The appellant is an attorney at law practicing his profession in the city of Albuquerque, Bernalillo county, N. M. He refused to make any return of the moneys received by him on account of his practice of law for the period from December 1, 1934, to July 31, 1935, and failed to pay any tax imposed by chapter 7, Laws 1934 (Sp.Sess.), and chapter 73, Laws 1935, for said period of time. The Bureau of Revenue of the state of New Mexico made an estimate, based upon certain information in its possession, of the amount of the gross receipts of appellant during said time and fixed the total of the estimated tax, penalty, and interest for such time at $75, and gave appellant notice thereof, but that he took no action with reference thereto. Thereafter, on December 20, 1935, the Bureau of Revenue issued a warrant under its official seal, directed to the sheriff of Bernalillo county, commanding him to levy upon and sell the real and personal property of the appellant for the amount of the tax. Thereupon appellant instituted this action in the district court of Bernalillo county and secured a temporary restraining order restraining the appellees from taking any steps to collect the tax, upon the alleged ground that the tax was void upon constitutional grounds.

Upon hearing appellant’s petition for an injunction to restrain the collection of the tax was dismissed and judgment rendered in favor of the appellees, from which this appeal is prosecuted.

It is specifically provided by section 313 of the act of 1935, and section 314 of the act of 1934, that this character of action shall not be brought. A remedy is provided by section 313 of the Laws of 1935, and section 314 of the Laws of 1934, to determine the legality or constitutionality of the law, or the levy of the tax by an action for that purpose, after the payment of the tax under protest. That such a law is constitutional has been determined in a number of cases.

In Snyder v. Marks, 109 U.S. 189, 3 S.Ct. 157, 160, 27 L.Ed. 901, the court said with reference to the collection of a tax assessed by the Commissioner of Internal Revenue against a manufacturer of tobacco, under a statute which provided no suit for the purpose of restraining the assessment or collection of such tax shall be maintained in any court: “The inhibition of section 3224 [26 U.S.C.A. § 1543] applies to all assessments of taxes, made under color of their offices, by internal revenue officers charged with general jurisdiction of the subject of assessing taxes against tobacco manufacturers. The remedy of a suit to recover hack the tax after it is paid is provided by statute, and a suit to restrain its collection is forbidden. The remedy so given is exclusive, and no other remedy can be substituted for it. Such has been the current of decisions in the circuit courts of the United States, and we are satisfied it is a correct view of the law.”
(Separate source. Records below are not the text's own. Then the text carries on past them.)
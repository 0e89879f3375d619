//! Recovering the swept parameter from canonical names.
//!
//! Legacy results tables only carry names, so the independent variable of a plot has to be
//! decoded back out of them. This is a compatibility adapter: new sweeps carry a structured
//! [`ConfigId`](crate::grid::ConfigId).
//!
//! The literal following the algorithm token is decoded as follows:
//! 1. the first character must be a digit;
//! 2. if it is followed by `-` (or nothing), the literal is that digit: `uct3-vs-..` is `3`;
//! 3. if it is followed by `div`, the value is the digit divided by the single digit after
//!    `div`: `egreedy-1div4` (token `egreedy-`) is `0.25`. A `div10` denominator is refused
//!    with [`ParameterDecodeError::DenominatorTen`], as it always was;
//! 4. if it is followed by `.` or `dot`, the literal runs through the next digits:
//!    `uct0.5-vs-..` is `0.5`, `expterm-0dot5` is `0.5`;
//! 5. otherwise the literal is the digit and the next character: `uct10` is `10`, but `uct150`
//!    is `15` too.
//!
//! Every name that cannot be decoded is returned as a diagnostic and logged, never dropped
//! silently.

use std::{collections::BTreeMap, io::Write};

use anyhow::Context;
use tracing::{debug, info, instrument, warn};

use crate::{aggregate::AggregateRecord, error::ParameterDecodeError, results::Scalar};

/// Decode the parameter following the first occurrence of `token` in `name`.
///
/// ```
/// use sweep_lab::recover::decode_parameter;
///
/// assert_eq!(decode_parameter("uct0.5-vs-random", "uct"), Ok(0.5));
/// assert_eq!(decode_parameter("uct3-vs-random", "uct"), Ok(3.0));
/// ```
///
/// # Errors
/// [`ParameterDecodeError`] when the name does not follow the encoding.
pub fn decode_parameter(name: &str, token: &str) -> Result<f64, ParameterDecodeError> {
    let start = name
        .find(token)
        .ok_or_else(|| ParameterDecodeError::TokenNotFound {
            token: token.to_owned(),
        })?
        + token.len();
    let rest = &name[start..];
    let digit = rest
        .chars()
        .next()
        .ok_or_else(|| ParameterDecodeError::NothingAfterToken {
            token: token.to_owned(),
        })?;
    if !digit.is_ascii_digit() {
        return Err(ParameterDecodeError::NotADigit(digit));
    }
    let after = &rest[1..];

    let literal = if after.is_empty() || after.starts_with('-') {
        digit.to_string()
    } else if let Some(denominator) = after.strip_prefix("div") {
        if denominator.starts_with("10") {
            return Err(ParameterDecodeError::DenominatorTen);
        }
        let d = denominator
            .chars()
            .next()
            .and_then(|c| c.to_digit(10))
            .filter(|&d| d != 0)
            .ok_or_else(|| {
                ParameterDecodeError::InvalidDenominator(denominator.chars().take(1).collect())
            })?;
        return Ok(f64::from(digit.to_digit(10).unwrap_or_default()) / f64::from(d));
    } else if let Some(decimals) = after
        .strip_prefix('.')
        .or_else(|| after.strip_prefix("dot"))
    {
        let decimals: String = decimals.chars().take_while(char::is_ascii_digit).collect();
        format!("{digit}.{decimals}")
    } else {
        after.chars().take(1).fold(digit.to_string(), |mut s, c| {
            s.push(c);
            s
        })
    };

    literal
        .parse()
        .map_err(|_| ParameterDecodeError::InvalidLiteral(literal))
}

/// One point of a parameter series.
#[derive(Debug, Clone, Copy, PartialEq)]
pub struct ParameterPoint {
    /// Decoded parameter value.
    pub parameter_value: f64,
    /// Sum of the column over every record with this value.
    pub aggregated_outcome: Scalar,
}

/// Series per outcome column, and the names that could not be decoded.
#[derive(Debug, Clone, PartialEq, Default)]
pub struct ParameterSeries {
    /// Column -> points, ascending by parameter value.
    pub series: BTreeMap<String, Vec<ParameterPoint>>,
    /// Names skipped, with the reason.
    pub diagnostics: Vec<(String, ParameterDecodeError)>,
}

/// Decode the parameter of every record and sum `columns` per parameter value.
///
/// A record lacking a column is left out of that column's series only.
#[instrument(skip(records, columns), fields(records = records.len()))]
pub fn parameter_series(
    records: &[AggregateRecord],
    token: &str,
    columns: &[String],
) -> ParameterSeries {
    let mut result = ParameterSeries::default();
    let mut decoded = vec![];
    for record in records {
        match decode_parameter(&record.canonical_name, token) {
            Ok(value) => decoded.push((value, record)),
            Err(e) => {
                warn!(name = %record.canonical_name, "parameter not decoded: {e}");
                result.diagnostics.push((record.canonical_name.clone(), e));
            }
        }
    }
    // Same summation order whatever the record order.
    decoded.sort_by(|(a, ra), (b, rb)| {
        a.total_cmp(b)
            .then_with(|| ra.canonical_name.cmp(&rb.canonical_name))
    });

    for column in columns {
        let mut points: Vec<ParameterPoint> = vec![];
        for (value, record) in &decoded {
            let Some(&outcome) = record.summed_fields.get(column) else {
                debug!(name = %record.canonical_name, column = %column, "no value in column");
                continue;
            };
            match points.last_mut() {
                Some(last) if last.parameter_value == *value => {
                    last.aggregated_outcome = last.aggregated_outcome + outcome;
                }
                _ => points.push(ParameterPoint {
                    parameter_value: *value,
                    aggregated_outcome: outcome,
                }),
            }
        }
        result.series.insert(column.clone(), points);
    }
    info!(
        decoded = decoded.len(),
        skipped = result.diagnostics.len(),
        "parameter series extracted"
    );
    result
}

/// Write the series as `column,parameter_value,outcome` CSV.
///
/// # Errors
/// When writing fails.
pub fn write_series<W: Write>(writer: W, series: &ParameterSeries) -> anyhow::Result<()> {
    let mut csv = csv::Writer::from_writer(writer);
    csv.write_record(["column", "parameter_value", "outcome"])
        .context("could not write series header")?;
    for (column, points) in &series.series {
        for point in points {
            let value = point.parameter_value.to_string();
            let outcome = point.aggregated_outcome.to_string();
            csv.write_record([column.as_str(), value.as_str(), outcome.as_str()])
                .context("could not write series")?;
        }
    }
    csv.flush().context("could not write series")
}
The state of Arizona has the following provision in its tax law: “No person upon whom a tax has been imposed under any law relating to taxation shall be permitted to test the validity thereof, either as plaintiff or defendant, unless such tax shall first have been paid to the proper county treasurer, together with all penalties thereon. No injunction shall ever issue in any action or proceeding in any court against this state, or against any county, municipality, or officer thereof, to prevent or enjoin the collection of any tax levied. After payment an action may be maintained to recover any tax illegally collected, and if the tax due shall be determined to be less than the amount paid, the excess shall be refunded in the manner hereinbefore provided.” Rev.Code 1928, § 3136.
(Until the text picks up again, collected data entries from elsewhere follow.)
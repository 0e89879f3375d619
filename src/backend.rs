//! Local execution backend: runs every unit as a process on this machine.
//!
//! Each accepted unit gets a directory `<results>/<run id>/` holding `properties.json`, the
//! captured stdout (`run.log`) and stderr (`run.err`). Runs start as soon as the worker pool
//! (a [`Constraints`]) has the CPUs and the RAM they need, each on its own thread, inside a
//! cgroup when possible. The wall-clock limit is enforced by polling.
//!
//! Once a run is over, its termination is appended to its `properties.json`.

use std::{
    collections::VecDeque,
    fmt, fs,
    path::{Path, PathBuf},
    sync::mpsc::{self, Receiver, Sender},
    thread,
    time::{Duration, Instant},
};

use anyhow::Context;
use serde::Serialize;
use serde_json::Value;
use tracing::{debug, info, instrument, trace, warn};

use crate::{
    cgroup_manager::{LimitedProcess, ProcessOutput},
    configuration::Configuration,
    constraints::Constraints,
    dispatch::{ExecutionBackend, SubmitRequest},
    error::BackendError,
    results::{PROPERTIES_FILE, STDERR_FILE, STDOUT_FILE},
};

const POLL_INTERVAL: Duration = Duration::from_millis(20);
const KILL_TIMEOUT: Duration = Duration::from_secs(1);

/// How a run ended.
#[derive(Debug, Clone, Copy, PartialEq, Eq, Serialize)]
#[serde(rename_all = "kebab-case")]
pub enum Termination {
    /// Exited with status 0.
    Success,
    /// Exited with a non-zero status, or was killed by a signal (memory limit...).
    ExitCode,
    /// Killed after its wall-clock limit.
    Timeout,
    /// Never started.
    LaunchFailed,
}

impl fmt::Display for Termination {
    fn fmt(&self, f: &mut fmt::Formatter<'_>) -> fmt::Result {
        f.write_str(match self {
            Termination::Success => "success",
            Termination::ExitCode => "exit-code",
            Termination::Timeout => "timeout",
            Termination::LaunchFailed => "launch-failed",
        })
    }
}

/// What is known about a run once it is over.
#[derive(Debug, Clone, PartialEq, Serialize)]
pub struct RunReport {
    /// Run id.
    pub run_id: String,
    /// How it ended.
    pub termination: Termination,
    /// Exit code, if the process exited normally.
    pub exit_code: Option<i32>,
    /// Wall-clock time, in seconds.
    pub wall_time: f64,
    #[serde(skip)]
    resources: Option<Constraints>,
}

/// Runs units as local processes, bounded by a worker pool.
///
/// Submission never blocks; call [`wait_all`](LocalBackend::wait_all) to wait for every
/// accepted run.
pub struct LocalBackend {
    results_dir: PathBuf,
    pool: Constraints,
    pool_ram: u64,
    config: Configuration,
    pending: VecDeque<(SubmitRequest, PathBuf)>,
    running: usize,
    tx: Sender<RunReport>,
    rx: Receiver<RunReport>,
    finished: Vec<RunReport>,
}

impl LocalBackend {
    /// Backend writing under `results_dir` (created if needed).
    ///
    /// # Errors
    /// When `results_dir` cannot be created.
    pub fn new(
        results_dir: impl Into<PathBuf>,
        pool: Constraints,
        config: Configuration,
    ) -> anyhow::Result<Self> {
        let results_dir = results_dir.into();
        fs::create_dir_all(&results_dir)
            .with_context(|| format!("could not create '{}'", results_dir.display()))?;
        trace!(?config, ?pool);
        let (tx, rx) = mpsc::channel();
        Ok(Self {
            results_dir,
            pool_ram: pool.total_ram(),
            pool,
            config,
            pending: VecDeque::new(),
            running: 0,
            tx,
            rx,
            finished: vec![],
        })
    }

    /// Directory holding the run directories.
    pub fn results_dir(&self) -> &Path {
        &self.results_dir
    }

    /// Number of runs accepted but not over yet.
    pub fn in_flight(&self) -> usize {
        self.pending.len() + self.running
    }

    /// Start as many pending runs as the pool allows, and collect the finished ones.
    pub fn pump(&mut self) {
        while let Ok(report) = self.rx.try_recv() {
            self.on_report(report);
        }
        while let Some((request, _)) = self.pending.front() {
            let Some(resources) = self.pool.try_take(request.memory_limit_mb) else {
                break;
            };
            let Some((request, run_dir)) = self.pending.pop_front() else {
                break;
            };
            self.launch(request, run_dir, resources);
        }
    }

    /// Block until every accepted run is over, and return the reports of the runs finished
    /// since the last call.
    #[instrument(skip_all)]
    pub fn wait_all(&mut self) -> Vec<RunReport> {
        self.pump();
        while self.running > 0 {
            match self.rx.recv() {
                Ok(report) => self.on_report(report),
                // unreachable while `self.tx` is alive
                Err(_) => break,
            }
            self.pump();
        }
        info!(runs = self.finished.len(), "all runs finished");
        std::mem::take(&mut self.finished)
    }

    fn on_report(&mut self, mut report: RunReport) {
        self.running -= 1;
        if let Some(resources) = report.resources.take() {
            self.pool.add(resources);
        }
        if self.config.verbose {
            println!(
                "{}: {} ({:.1}s)",
                report.run_id, report.termination, report.wall_time
            );
        }
        self.finished.push(report);
    }

    fn launch(&mut self, request: SubmitRequest, run_dir: PathBuf, resources: Constraints) {
        debug!(run_id = %request.run_id, cpus = %resources.cpu_list(), "starting run");
        self.running += 1;
        let tx = self.tx.clone();
        let config = self.config;
        thread::spawn(move || {
            let mut report = execute(&request, &run_dir, &resources, config);
            if let Err(e) = record_termination(&run_dir, &report) {
                warn!(run_id = %request.run_id, "could not record termination: {e:#}");
            }
            report.resources = Some(resources);
            // the backend may be gone if the caller did not wait
            let _ = tx.send(report);
        });
    }
}

impl ExecutionBackend for LocalBackend {
    type Handle = PathBuf;

    fn submit(&mut self, request: SubmitRequest) -> Result<PathBuf, BackendError> {
        if request.run_id.is_empty()
            || request.run_id.contains(['/', '\\'])
            || request.run_id.starts_with('.')
        {
            return Err(BackendError::Rejected(format!(
                "'{}' is not a valid directory name",
                request.run_id
            )));
        }
        if request.argv.is_empty() {
            return Err(BackendError::Rejected("empty command line".into()));
        }
        if request.memory_limit_mb > self.pool_ram {
            return Err(BackendError::Rejected(format!(
                "needs {}MB but the pool only has {}MB",
                request.memory_limit_mb, self.pool_ram
            )));
        }

        let run_dir = self.results_dir.join(&request.run_id);
        if run_dir.join(PROPERTIES_FILE).exists() {
            return Err(BackendError::Rejected(format!(
                "'{}' already holds a run",
                run_dir.display()
            )));
        }
        fs::create_dir_all(&run_dir)
            .with_context(|| format!("could not create '{}'", run_dir.display()))?;
        let properties = serde_json::to_string_pretty(&request.properties)
            .context("could not serialize run properties")?;
        fs::write(run_dir.join(PROPERTIES_FILE), properties)
            .with_context(|| format!("could not write properties of '{}'", request.run_id))?;

        self.pending.push_back((request, run_dir.clone()));
        self.pump();
        Ok(run_dir)
    }
}

fn open_output(run_dir: &Path) -> anyhow::Result<ProcessOutput> {
    Ok(ProcessOutput {
        stdout: fs::File::create(run_dir.join(STDOUT_FILE)).context("could not create run.log")?,
        stderr: fs::File::create(run_dir.join(STDERR_FILE)).context("could not create run.err")?,
    })
}

fn spawn(
    request: &SubmitRequest,
    run_dir: &Path,
    resources: &Constraints,
    config: Configuration,
) -> anyhow::Result<LimitedProcess> {
    let (command, args) = request
        .argv
        .split_first()
        .context("empty command line")?;
    let max_memory = i64::try_from(request.memory_limit_mb.saturating_mul(1024 * 1024))
        .unwrap_or(i64::MAX);
    match LimitedProcess::launch(
        command,
        args,
        open_output(run_dir)?,
        max_memory,
        &resources.cpu_list(),
    ) {
        Ok(process) => Ok(process),
        Err(e) if config.allow_uncontained => {
            warn!(run_id = %request.run_id, "running without cgroup: {e:#}");
            LimitedProcess::launch_without_container(command, args, open_output(run_dir)?)
        }
        Err(e) => Err(e.context("could not launch contained process (uncontained runs are not allowed)")),
    }
}

fn execute(
    request: &SubmitRequest,
    run_dir: &Path,
    resources: &Constraints,
    config: Configuration,
) -> RunReport {
    let start = Instant::now();
    let report = |termination, exit_code| RunReport {
        run_id: request.run_id.clone(),
        termination,
        exit_code,
        wall_time: start.elapsed().as_secs_f64(),
        resources: None,
    };

    let mut process = match spawn(request, run_dir, resources, config) {
        Ok(process) => process,
        Err(e) => {
            warn!(run_id = %request.run_id, "launch failed: {e:#}");
            return report(Termination::LaunchFailed, None);
        }
    };
    debug!(run_id = %request.run_id, contained = process.is_contained(), "run started");

    // A limit too large for `Instant` means no deadline.
    let deadline = start.checked_add(request.time_limit);
    loop {
        match process.try_wait() {
            Ok(Some(status)) if status.success() => {
                return report(Termination::Success, status.code())
            }
            Ok(Some(status)) => return report(Termination::ExitCode, status.code()),
            Ok(None) if deadline.is_some_and(|d| Instant::now() >= d) => {
                if let Err(e) = process.try_kill(KILL_TIMEOUT) {
                    warn!(run_id = %request.run_id, "could not kill timed out run: {e:#}");
                }
                return report(Termination::Timeout, None);
            }
            Ok(None) => thread::sleep(POLL_INTERVAL),
            Err(e) => {
                warn!(run_id = %request.run_id, "lost track of run: {e:#}");
                let _ = process.try_kill(KILL_TIMEOUT);
                return report(Termination::ExitCode, None);
            }
        }
    }
}

fn record_termination(run_dir: &Path, report: &RunReport) -> anyhow::Result<()> {
    let path = run_dir.join(PROPERTIES_FILE);
    let mut properties: serde_json::Map<String, Value> =
        serde_json::from_str(&fs::read_to_string(&path).context("could not read properties")?)
            .context("malformed properties")?;
    if let Value::Object(fields) = serde_json::to_value(report)? {
        properties.extend(fields.into_iter().filter(|(k, _)| k != "run_id"));
    }
    fs::write(&path, serde_json::to_string_pretty(&properties)?)
        .context("could not write properties")
}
The Supreme Court of Arizona, in State Tax Commission v. Board of Supervisors, 43 Ariz. 156, 29 P.2d 733, 739, in construing said statute, stated: “This court has held, Yuma County v. Arizona & Swansea R. R. Co., supra [30 Ariz. 27, 243 P. 907], that under this section any taxpayer may test the validity of a tax upon any ground upon which he has not had an opportunity to be heard under other provisions of the lavy, and this would clearly include an increase in one's assessment made pursuant to an order of the tax commission at a time when it was not possible for him to have a hearing thereon. It is claimed, however, that because this section requires the payment of the tax before the taxpayer is permitted to test its validity, it deprives him of his property without a hearing and, therefore, does not constitute due process of law. ■ It occurs to us that if the taxpayer has the right to recover in an action at law any portion of the tax he thinks has been illegally collected he is given a hearing thereon that satisfies due process.”
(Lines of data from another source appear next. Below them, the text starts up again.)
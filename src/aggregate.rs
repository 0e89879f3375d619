//! Summing seeded replicates per configuration.
//!
//! The grouping key, the canonical name, is the run id with its last two characters removed:
//! the `-<seed>` marker of single-digit seeds. Seeds of two digits or more are therefore
//! grouped under a name ending with `-1`, `-2`.. instead of the configuration name. This is how
//! every existing results table was produced and is kept as is; see [`canonical_name`].
//!
//! Sums are per field. A replicate missing a field is left out of that field's sum only, and is
//! reported with [`AggregationGap::MissingFields`]. The output does not depend on the order of
//! the input.

use std::{
    collections::BTreeMap,
    io::{Read, Write},
};

use anyhow::{bail, Context};
use thiserror::Error;
use tracing::{info, instrument, warn};

use crate::results::{RunResult, Scalar};

/// Name of the optional replicate count column.
pub const REPLICATES_COLUMN: &str = "replicates";

/// Fields of the Carcassonne results table, in column order.
pub const CARCASSONNE_FIELDS: [&str; 4] = [
    "p1_points",
    "p2_points",
    "p1_contemplation_time",
    "p2_contemplation_time",
];

/// Replicates of one configuration, summed.
#[derive(Debug, Clone, PartialEq)]
pub struct AggregateRecord {
    /// Configuration name without its replicate marker.
    pub canonical_name: String,
    /// Sum of every present value, per field. A field no replicate has is absent.
    pub summed_fields: BTreeMap<String, Scalar>,
    /// Number of distinct replicates grouped under this name.
    pub replicate_count: usize,
}

/// Something worth reporting about the input of an aggregation. Never fatal.
#[derive(Error, Debug, Clone, PartialEq)]
pub enum AggregationGap {
    /// A replicate lacks some declared fields.
    #[error("missing fields for `{config_name}`: {}", fields.join(", "))]
    MissingFields {
        /// Run id of the replicate.
        config_name: String,
        /// Absent fields.
        fields: Vec<String>,
    },

    /// Not a single replicate of this configuration has every declared field.
    #[error("no complete replicate for `{canonical_name}`")]
    NoCompleteReplicate {
        /// Canonical name.
        canonical_name: String,
    },

    /// The same replicate was given twice; only the first one in sort order counts.
    #[error("duplicate replicate `{config_name}` (seed {seed:?}) ignored")]
    DuplicateReplicate {
        /// Run id of the ignored duplicate.
        config_name: String,
        /// Its seed.
        seed: Option<u64>,
    },

    /// The run id is too short to carry a replicate marker.
    #[error("`{config_name}` has no replicate marker, ignored")]
    NameTooShort {
        /// Offending run id.
        config_name: String,
    },
}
The same question arose in the case of National Loan & Exchange Bank et al. v. Jones et al., 103 S.C. 80, 87 S.E. 482, 483, in which the court stated: “The statutes of this state provide an adequate remedy, i. e., a payment of the disputed tax under protest and a suit for recovery of the tax unlawfully paid. * * * An adequate remedy is provided for those who pay under protest, and the order of injunction and mandamus are overruled, and the judgments appealed from reversed.”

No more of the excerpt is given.